Work required: In the entries below, find each line bearing the string "SourceValidator" and copy it.

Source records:

□ □ □ □ □ □ □

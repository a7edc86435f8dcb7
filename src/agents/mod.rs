//! The three cooperating roles and the collaborator bundle they call into.
//!
//! Each role is a function taking the shared state for the duration of one
//! synchronous step. Roles mutate the state (trace, queue, next role) and
//! hand control back to the router.

pub mod auditor;
pub mod fixer;
pub mod judge;

use crate::analyzer::Analyzer;
use crate::backoff::RetryPolicy;
use crate::provider::ModelProvider;
use crate::test_runner::TestRunner;
use crate::testgen::SourceValidator;
use crate::workspace::Workspace;

/// External collaborators and the knobs the roles need.
///
/// Trait objects keep the seams mockable: tests script the provider,
/// analyzer, runner, and validator while using a real tempdir workspace.
pub struct Collaborators {
    pub provider: Box<dyn ModelProvider>,
    pub analyzer: Box<dyn Analyzer>,
    pub runner: Box<dyn TestRunner>,
    pub validator: Box<dyn SourceValidator>,
    pub workspace: Workspace,
    pub retry: RetryPolicy,
    pub temperature: f32,
    pub max_tokens: u32,
    /// Bounded prefix of files the Auditor inspects.
    pub audit_sample: usize,
}
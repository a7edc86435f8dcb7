use std::path::PathBuf;
use std::process::ExitCode;

use anyhow::{bail, Context, Result};
use clap::Parser;
use tracing::{error, info};

use refactor_swarm::agents::Collaborators;
use refactor_swarm::analyzer::PylintAnalyzer;
use refactor_swarm::config::SwarmConfig;
use refactor_swarm::orchestrator::Orchestrator;
use refactor_swarm::provider::OpenRouterProvider;
use refactor_swarm::run_log::RunLog;
use refactor_swarm::state::StopReason;
use refactor_swarm::test_runner::PytestRunner;
use refactor_swarm::testgen::PyCompileValidator;
use refactor_swarm::workspace::Workspace;

/// Repair a Python file or directory until its tests pass.
#[derive(Parser, Debug)]
#[command(name = "refactor-swarm", version, about)]
struct Cli {
    /// Python file or directory to repair.
    target: PathBuf,

    /// Iteration ceiling for the orchestration loop.
    #[arg(long)]
    max_iterations: Option<u32>,

    /// JSONL run log path; omit to disable persistence.
    #[arg(long)]
    log_file: Option<PathBuf>,

    /// How many files the auditor samples per cycle.
    #[arg(long)]
    audit_sample: Option<usize>,
}

#[tokio::main]
async fn main() -> ExitCode {
    tracing_subscriber::fmt()
        .with_env_filter(
            tracing_subscriber::EnvFilter::try_from_default_env()
                .unwrap_or_else(|_| "info".into()),
        )
        .init();

    match run(Cli::parse()).await {
        Ok(StopReason::TestsPassing) => ExitCode::SUCCESS,
        Ok(StopReason::RateLimited) => ExitCode::from(2),
        Ok(_) => ExitCode::from(1),
        Err(e) => {
            error!("{e:#}");
            ExitCode::from(1)
        }
    }
}

async fn run(cli: Cli) -> Result<StopReason> {
    let mut config = SwarmConfig::from_env()?;
    if let Some(n) = cli.max_iterations {
        config.max_iterations = n;
    }
    if let Some(n) = cli.audit_sample {
        config.audit_sample = n;
    }

    if !cli.target.exists() {
        bail!("target {} does not exist", cli.target.display());
    }
    let sandbox_root = if cli.target.is_dir() {
        cli.target.clone()
    } else {
        cli.target
            .parent()
            .filter(|p| !p.as_os_str().is_empty())
            .map(PathBuf::from)
            .unwrap_or_else(|| PathBuf::from("."))
    };
    let workspace = Workspace::new(&sandbox_root)
        .with_context(|| format!("opening sandbox {}", sandbox_root.display()))?;

    let provider = OpenRouterProvider::new(
        &config.base_url,
        &config.api_key,
        &config.model,
        config.request_timeout_secs,
    )
    .map_err(|e| anyhow::anyhow!("building model provider: {e}"))?;

    info!(
        model = %config.model,
        target = %cli.target.display(),
        max_iterations = config.max_iterations,
        "refactor swarm starting"
    );

    let collab = Collaborators {
        provider: Box::new(provider),
        analyzer: Box::new(PylintAnalyzer),
        runner: Box::new(PytestRunner),
        validator: Box::new(PyCompileValidator),
        workspace,
        retry: config.retry,
        temperature: config.temperature,
        max_tokens: config.max_tokens,
        audit_sample: config.audit_sample,
    };

    let orchestrator = Orchestrator::new(collab, RunLog::new(cli.log_file));
    let report = orchestrator
        .run(&cli.target, config.max_iterations)
        .await?;

    info!(
        stop_reason = %report.stop_reason,
        iterations = report.iterations,
        trace_entries = report.trace.len(),
        "refactor swarm finished"
    );
    Ok(report.stop_reason)
}
//! Static-analysis collaborator (pylint).
//!
//! The Auditor treats analysis output as advisory text: a score line and the
//! issue listing. Failures here are never fatal to the run.

use std::path::PathBuf;
use std::process::Command;
use std::sync::OnceLock;

use anyhow::{Context, Result};
use regex::Regex;

/// The static-analysis collaborator.
pub trait Analyzer: Send + Sync {
    /// Produce a defect/quality summary for the given files.
    fn analyze(&self, paths: &[PathBuf]) -> Result<String>;
}

/// Subprocess pylint analyzer.
pub struct PylintAnalyzer;

impl Analyzer for PylintAnalyzer {
    fn analyze(&self, paths: &[PathBuf]) -> Result<String> {
        let output = Command::new("pylint")
            .args(paths)
            .arg("--output-format=text")
            .output()
            .context("failed to launch pylint")?;
        let mut text = String::from_utf8_lossy(&output.stdout).to_string();
        text.push_str(&String::from_utf8_lossy(&output.stderr));
        Ok(summarize_report(&text))
    }
}

fn score_regex() -> &'static Regex {
    static RE: OnceLock<Regex> = OnceLock::new();
    RE.get_or_init(|| Regex::new(r"rated at (-?\d+(?:\.\d+)?)/10").unwrap())
}

/// Extract the quality score from a pylint report, if present.
pub fn extract_score(report: &str) -> Option<f64> {
    score_regex()
        .captures(report)?
        .get(1)?
        .as_str()
        .parse()
        .ok()
}

/// Condense a raw pylint report into a trace-sized summary: the score plus
/// the first batch of issue lines.
fn summarize_report(report: &str) -> String {
    const MAX_ISSUE_LINES: usize = 15;
    let score = extract_score(report)
        .map(|s| format!("score {s:.2}/10"))
        .unwrap_or_else(|| "score unavailable".to_string());
    let issues: Vec<&str> = report
        .lines()
        .filter(|line| {
            // Issue lines look like "module.py:12:0: C0114: Missing module docstring".
            line.contains(": C")
                || line.contains(": W")
                || line.contains(": E")
                || line.contains(": R")
        })
        .take(MAX_ISSUE_LINES)
        .collect();
    if issues.is_empty() {
        score
    } else {
        format!("{score}\n{}", issues.join("\n"))
    }
}

/// Bounded prefix of files the Auditor inspects (cost control).
pub fn audit_sample(files: &[PathBuf], cap: usize) -> &[PathBuf] {
    &files[..files.len().min(cap)]
}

□ □ □ □ □ □ □

Output below:
use crate::testgen::SourceValidator;
    pub validator: Box<dyn SourceValidator>,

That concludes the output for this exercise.